──────── Task inputs
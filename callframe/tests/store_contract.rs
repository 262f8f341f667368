//! Collection contract tests: idempotent insertion, removal
//! convergence and bulk teardown.

use std::rc::Rc;

use callframe::testing::{SignalRecorder, StubObject};
use callframe::{Dispose, Lister, LiveObject, ObjectStore};

#[test]
fn add_remove_scenario() {
    let store: ObjectStore<StubObject> = ObjectStore::new();
    let added: SignalRecorder<Rc<StubObject>> = SignalRecorder::new();
    let removed: SignalRecorder<Rc<StubObject>> = SignalRecorder::new();
    drop(added.record(store.object_added()));
    drop(removed.record(store.object_removed()));

    let a = StubObject::new("a");
    let b = StubObject::new("b");

    store.add_object(a.clone());
    assert_eq!(added.count(), 1);

    store.add_object(a.clone());
    assert_eq!(added.count(), 1, "duplicate add must not announce");
    assert_eq!(store.len(), 1);

    store.remove_object(&a);
    assert_eq!(removed.count(), 1);
    assert_eq!(store.len(), 0);

    store.add_object(b.clone());
    assert_eq!(store.len(), 1);

    b.vanish();
    assert_eq!(removed.count(), 2);
    assert_eq!(store.len(), 0);
}

#[test]
fn removal_paths_converge() {
    // Explicit removal and self-announced removal must produce the
    // same end state: one object_removed, no residual subscriptions.
    for explicit in [true, false] {
        let store: ObjectStore<StubObject> = ObjectStore::new();
        let removed: SignalRecorder<Rc<StubObject>> = SignalRecorder::new();
        drop(removed.record(store.object_removed()));

        let o = StubObject::new("o");
        store.add_object(o.clone());
        let live_slots = o.removed().slot_count();
        assert!(live_slots > 0);

        if explicit {
            store.remove_object(&o);
        } else {
            o.vanish();
        }

        assert_eq!(removed.count(), 1);
        assert_eq!(store.len(), 0);
        assert_eq!(o.removed().slot_count(), 0, "subscriptions must be torn down");
        assert_eq!(o.updated().slot_count(), 0);

        // Late lifecycle noise from the object must stay unobserved.
        o.vanish();
        o.touch();
        assert_eq!(removed.count(), 1);
    }
}

#[test]
fn bulk_removal_fires_once_per_object() {
    let store: ObjectStore<StubObject> = ObjectStore::new();
    let removed: SignalRecorder<Rc<StubObject>> = SignalRecorder::new();
    drop(removed.record(store.object_removed()));

    let objects: Vec<_> = (0..10)
        .map(|i| {
            let o = StubObject::new(format!("o{i}"));
            store.add_object(o.clone());
            o
        })
        .collect();

    store.remove_all_objects();

    assert_eq!(removed.count(), objects.len());
    assert_eq!(store.len(), 0);
    for o in &objects {
        assert_eq!(o.removed().slot_count(), 0);
    }
}

#[test]
fn lister_applies_policy_on_both_paths() {
    let lister: Lister<StubObject, Dispose> = Lister::new();

    let a = StubObject::new("a");
    let b = StubObject::new("b");
    lister.add_object(a.clone());
    lister.add_object(b.clone());

    lister.remove_object(&a);
    lister.announced_release(&b);

    assert!(a.was_disposed());
    assert!(b.was_disposed());
    assert!(lister.is_empty());
}

#[test]
fn visit_respects_insertion_order() {
    let store: ObjectStore<StubObject> = ObjectStore::new();
    for name in ["first", "second", "third"] {
        store.add_object(StubObject::new(name));
    }

    let mut names = Vec::new();
    store.visit_objects(|o| {
        names.push(o.name().to_string());
        true
    });
    assert_eq!(names, vec!["first", "second", "third"]);
}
────────────────
_Problem_:
Your answer should be the data above, retyped exactly.

_Written response_:
filename callframe/tests/store_contract.rs
repository 262f8f341f667368
//! Collection contract tests: idempotent insertion, removal
//! convergence and bulk teardown.

use std::rc::Rc;

use callframe::testing::{SignalRecorder, StubObject};
use callframe::{Dispose, Lister, LiveObject, ObjectStore};

#[test]
fn add_remove_scenario() {
    let store: ObjectStore<StubObject> = ObjectStore::new();
    let added: SignalRecorder<Rc<StubObject>> = SignalRecorder::new();
    let removed: SignalRecorder<Rc<StubObject>> = SignalRecorder::new();
    drop(added.record(store.object_added()));
    drop(removed.record(store.object_removed()));

    let a = StubObject::new("a");
    let b = StubObject::new("b");

    store.add_object(a.clone());
    assert_eq!(added.count(), 1);

    store.add_object(a.clone());
    assert_eq!(added.count(), 1, "duplicate add must not announce");
    assert_eq!(store.len(), 1);

    store.remove_object(&a);
    assert_eq!(removed.count(), 1);
    assert_eq!(store.len(), 0);

    store.add_object(b.clone());
    assert_eq!(store.len(), 1);

    b.vanish();
    assert_eq!(removed.count(), 2);
    assert_eq!(store.len(), 0);
}

#[test]
fn removal_paths_converge() {
    // Explicit removal and self-announced removal must produce the
    // same end state: one object_removed, no residual subscriptions.
    for explicit in [true, false] {
        let store: ObjectStore<StubObject> = ObjectStore::new();
        let removed: SignalRecorder<Rc<StubObject>> = SignalRecorder::new();
        drop(removed.record(store.object_removed()));

        let o = StubObject::new("o");
        store.add_object(o.clone());
        let live_slots = o.removed().slot_count();
        assert!(live_slots > 0);

        if explicit {
            store.remove_object(&o);
        } else {
            o.vanish();
        }

        assert_eq!(removed.count(), 1);
        assert_eq!(store.len(), 0);
        assert_eq!(o.removed().slot_count(), 0, "subscriptions must be torn down");
        assert_eq!(o.updated().slot_count(), 0);

        // Late lifecycle noise from the object must stay unobserved.
        o.vanish();
        o.touch();
        assert_eq!(removed.count(), 1);
    }
}

#[test]
fn bulk_removal_fires_once_per_object() {
    let store: ObjectStore<StubObject> = ObjectStore::new();
    let removed: SignalRecorder<Rc<StubObject>> = SignalRecorder::new();
    drop(removed.record(store.object_removed()));

    let objects: Vec<_> = (0..10)
        .map(|i| {
            let o = StubObject::new(format!("o{i}"));
            store.add_object(o.clone());
            o
        })
        .collect();

    store.remove_all_objects();

    assert_eq!(removed.count(), objects.len());
    assert_eq!(store.len(), 0);
    for o in &objects {
        assert_eq!(o.removed().slot_count(), 0);
    }
}

#[test]
fn lister_applies_policy_on_both_paths() {
    let lister: Lister<StubObject, Dispose> = Lister::new();

    let a = StubObject::new("a");
    let b = StubObject::new("b");
    lister.add_object(a.clone());
    lister.add_object(b.clone());

    lister.remove_object(&a);
    lister.announced_release(&b);

    assert!(a.was_disposed());
    assert!(b.was_disposed());
    assert!(lister.is_empty());
}

#[test]
fn visit_respects_insertion_order() {
    let store: ObjectStore<StubObject> = ObjectStore::new();
    for name in ["first", "second", "third"] {
        store.add_object(StubObject::new(name));
    }

    let mut names = Vec::new();
    store.visit_objects(|o| {
        names.push(o.name().to_string());
        true
    });
    assert_eq!(names, vec!["first", "second", "third"]);
}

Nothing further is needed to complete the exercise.